Data records
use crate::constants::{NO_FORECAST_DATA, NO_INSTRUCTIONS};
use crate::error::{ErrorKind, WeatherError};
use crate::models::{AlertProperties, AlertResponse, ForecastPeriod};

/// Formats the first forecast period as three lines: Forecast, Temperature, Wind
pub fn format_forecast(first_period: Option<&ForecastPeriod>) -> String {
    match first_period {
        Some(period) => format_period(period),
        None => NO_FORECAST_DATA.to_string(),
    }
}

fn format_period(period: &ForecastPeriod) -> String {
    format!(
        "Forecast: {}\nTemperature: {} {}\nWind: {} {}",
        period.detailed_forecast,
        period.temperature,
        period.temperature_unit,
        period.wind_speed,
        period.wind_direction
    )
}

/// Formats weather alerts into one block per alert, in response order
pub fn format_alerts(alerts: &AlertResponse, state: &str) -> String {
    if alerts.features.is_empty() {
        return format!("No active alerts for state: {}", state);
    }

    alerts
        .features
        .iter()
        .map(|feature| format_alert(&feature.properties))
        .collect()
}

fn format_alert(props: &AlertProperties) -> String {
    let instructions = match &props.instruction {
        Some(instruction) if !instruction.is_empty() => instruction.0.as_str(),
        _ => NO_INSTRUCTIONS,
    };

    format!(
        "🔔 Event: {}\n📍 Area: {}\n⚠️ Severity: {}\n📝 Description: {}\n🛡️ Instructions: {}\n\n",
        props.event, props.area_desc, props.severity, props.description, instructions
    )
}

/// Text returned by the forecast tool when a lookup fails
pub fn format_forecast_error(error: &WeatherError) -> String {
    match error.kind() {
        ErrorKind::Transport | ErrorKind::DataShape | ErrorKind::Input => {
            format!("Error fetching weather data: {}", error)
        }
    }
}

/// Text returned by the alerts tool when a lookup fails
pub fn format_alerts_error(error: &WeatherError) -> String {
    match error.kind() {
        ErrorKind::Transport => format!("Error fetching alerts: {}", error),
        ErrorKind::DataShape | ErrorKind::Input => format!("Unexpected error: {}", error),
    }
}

### PROBLEM
Exactly as they stand in the records above, print the lines from the one containing "pub fn format_alerts_error(error: &WeatherError)" through the final line, inclusive.

### REPLY TO THE TASK
pub fn format_alerts_error(error: &WeatherError) -> String {
    match error.kind() {
        ErrorKind::Transport => format!("Error fetching alerts: {}", error),
        ErrorKind::DataShape | ErrorKind::Input => format!("Unexpected error: {}", error),
    }
}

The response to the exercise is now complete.